Emergenza all’ospedale di Olbia.
A Olbia, nei giorni scorsi, è scattato l’allarme per la carenza di medici nel reparto Pediatria dell’ospedale Giovanni Paolo II. Le rassicurazioni della Direzione della Asl Gallura sulla carenza di pediatri nell’ospedale Giovanni Paolo II di Olbia, criticità colmata in extremis qualche giorno fa con l’arrivo di due medici in sostituzione dall’ospedale di Tempio Pausania, non sono bastate a tranquillizzare il personale sanitario del Dipartimento Donne e Minori.
Non si fermano le criticità.
La soluzione individuata dai vertici aziendali ha tamponato l’emergenza, ma nel reparto si continua a navigare a vista, come raccontano gli operatori.
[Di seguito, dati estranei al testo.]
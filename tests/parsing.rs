use std::fs;
use std::path::PathBuf;

use nba_digest::espn_fetch::{parse_scoreboard_json, parse_summary_json};
use nba_digest::secondary_fetch::{
    parse_day_index, parse_first_profile_link, parse_match_page, parse_profile_heading,
};
use nba_digest::stat_normalize::normalize;

fn read_fixture(name: &str) -> String {
    let mut path = PathBuf::from(env!("CARGO_MANIFEST_DIR"));
    path.push("tests");
    path.push("fixtures");
    path.push(name);
    fs::read_to_string(path).expect("fixture file should be readable")
}

#[test]
fn parses_espn_scoreboard_fixture() {
    let raw = read_fixture("espn_scoreboard.json");
    let events = parse_scoreboard_json(&raw).expect("fixture should parse");
    assert_eq!(events.len(), 3);

    let bos = &events[0].event;
    assert_eq!(bos.event_id, "401705100");
    assert_eq!(bos.home.team_code, "BOS");
    assert_eq!(bos.home.localized_name, "Бостон");
    assert_eq!(bos.home.score, 118);
    assert_eq!(bos.home.record.as_deref(), Some("30-10"));
    assert_eq!(bos.away.team_code, "LAL");
    assert_eq!(bos.away.score, 112);
    assert!(bos.completed);
    assert_eq!(bos.overtime, None);
    assert!(events[0].payloads.is_empty());

    let gs = &events[1].event;
    assert_eq!(gs.away.team_code, "GS");
    assert_eq!(gs.away.localized_name, "Голден Стэйт");
    assert_eq!(gs.away.score, 120);
    assert_eq!(gs.away.record.as_deref(), Some("21-19"));
    assert_eq!(gs.overtime, Some(1));

    assert!(!events[2].event.completed);
}

#[test]
fn parses_espn_summary_fixture() {
    let raw = read_fixture("espn_summary.json");
    let teams = parse_summary_json(&raw).expect("fixture should parse");
    assert_eq!(teams.len(), 2);
    assert_eq!(teams[0].team_code, "BOS");

    let rows = normalize(&teams[0]);
    assert_eq!(rows.len(), 3);
    assert_eq!(rows[0].stable_id, "4065648");
    assert_eq!(rows[0].given_name, "Jayson");
    assert_eq!(rows[0].family_name, "Tatum");
    assert_eq!(rows[0].stats.points, 34);
    assert_eq!(rows[0].stats.rebounds, 8);
    assert_eq!(rows[2].family_name, "Horford");
    assert_eq!(rows[2].stats.points, 0);
}

#[test]
fn espn_null_is_empty() {
    assert!(parse_scoreboard_json("null").expect("null should parse").is_empty());
    assert!(parse_scoreboard_json("  ").expect("blank should parse").is_empty());
    assert!(parse_summary_json("{}").expect("empty object should parse").is_empty());
    assert!(parse_scoreboard_json("{not json").is_err());
}

#[test]
fn parses_day_index_links_once() {
    let raw = read_fixture("sportsru_day.html");
    let links = parse_day_index(&raw).expect("fixture should parse");
    assert_eq!(
        links,
        vec![
            "https://www.sports.ru/basketball/match/1001/".to_string(),
            "https://www.sports.ru/basketball/match/1002/".to_string(),
        ]
    );
}

#[test]
fn parses_match_page_fixture() {
    let raw = read_fixture("sportsru_match.html");
    let event = parse_match_page(&raw, "https://www.sports.ru/basketball/match/1001/")
        .expect("fixture should parse")
        .expect("fixture has a team header");
    assert_eq!(event.home.team_code, "BOS");
    assert_eq!(event.away.team_code, "LAL");
    assert_eq!(event.away.localized_name, "Лейкерс");
    assert_eq!((event.home.score, event.away.score), (118, 112));

    assert_eq!(event.home_players.len(), 2);
    let tatum = &event.home_players[0];
    assert_eq!(tatum.display_name, "Джейсон Тейтум");
    assert_eq!(tatum.family_name, "Тейтум");
    assert_eq!(tatum.profile_slug.as_deref(), Some("jayson-tatum"));
    assert_eq!(tatum.stats.points, 33);
    assert!(tatum.stable_id.is_empty());

    assert_eq!(event.away_players.len(), 3);
    let christie = &event.away_players[2];
    assert_eq!(christie.family_name, "Кристи");
    assert_eq!(christie.stats.points, 0);
}

#[test]
fn match_page_without_header_is_skipped() {
    let raw = read_fixture("sportsru_match_preview.html");
    let parsed = parse_match_page(&raw, "https://www.sports.ru/basketball/match/1002/")
        .expect("page should parse");
    assert!(parsed.is_none());
}

#[test]
fn parses_profile_and_search_pages() {
    let profile = read_fixture("sportsru_profile.html");
    assert_eq!(
        parse_profile_heading(&profile).expect("profile should parse"),
        Some("Леброн Джеймс".to_string())
    );

    let search = read_fixture("sportsru_search.html");
    assert_eq!(
        parse_first_profile_link(&search).expect("search should parse"),
        Some("https://www.sports.ru/basketball/person/jaylen-brown-1996/".to_string())
    );
    assert_eq!(parse_first_profile_link("<p>ничего</p>").expect("should parse"), None);
}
Questi sottolineano che, trattandosi di un Dipartimento che si occupa sia delle mamme sia dei bambini, la carenza di pediatri non rappresenta un problema solo per la Pediatria, ma soprattutto per il punto nascita: l’assenza di queste figure non garantisce infatti la possibilità di partorire a Olbia. L’invio di un sostituto da Tempio, osservano, equivale a “tappare un buco” senza offrire un servizio realmente efficiente.
Via sei pediatri da Olbia.
Negli ultimi dodici mesi sono stati sei i pediatri che hanno lasciato l’ospedale olbiese. Secondo gli operatori, i vertici dell’azienda sanitaria sono già stati informati e hanno partecipato a riunioni sul tema, ma nonostante la consapevolezza della situazione si continua a lavorare con un susseguirsi di ordini di servizio. Durante l’estate, spiegano, le ferie sono state garantite, ma il personale presente ha dovuto coprire un numero di turni molto superiore al previsto.
Crisi negli ambulatori.
Con l’organico ridotto al minimo, il rischio di chiusura di alcuni servizi è ormai concreto: l’ambulatorio di riabilitazione del pavimento pelvico, ad esempio, risulta di fatto sospeso, con liste d’attesa sempre più lunghe, perché gli operatori sono chiamati a coprire anche l’attività in sala parto. Secondo il personale, la Direzione continua a tamponare senza offrire una soluzione strutturale e a lungo termine. Non servono ulteriori rassicurazioni, affermano, ma certezze che la situazione possa davvero migliorare, poiché la carenza di personale nel comparto è stata più volte segnalata, insieme ai rischi che questa comporta per la salute delle donne.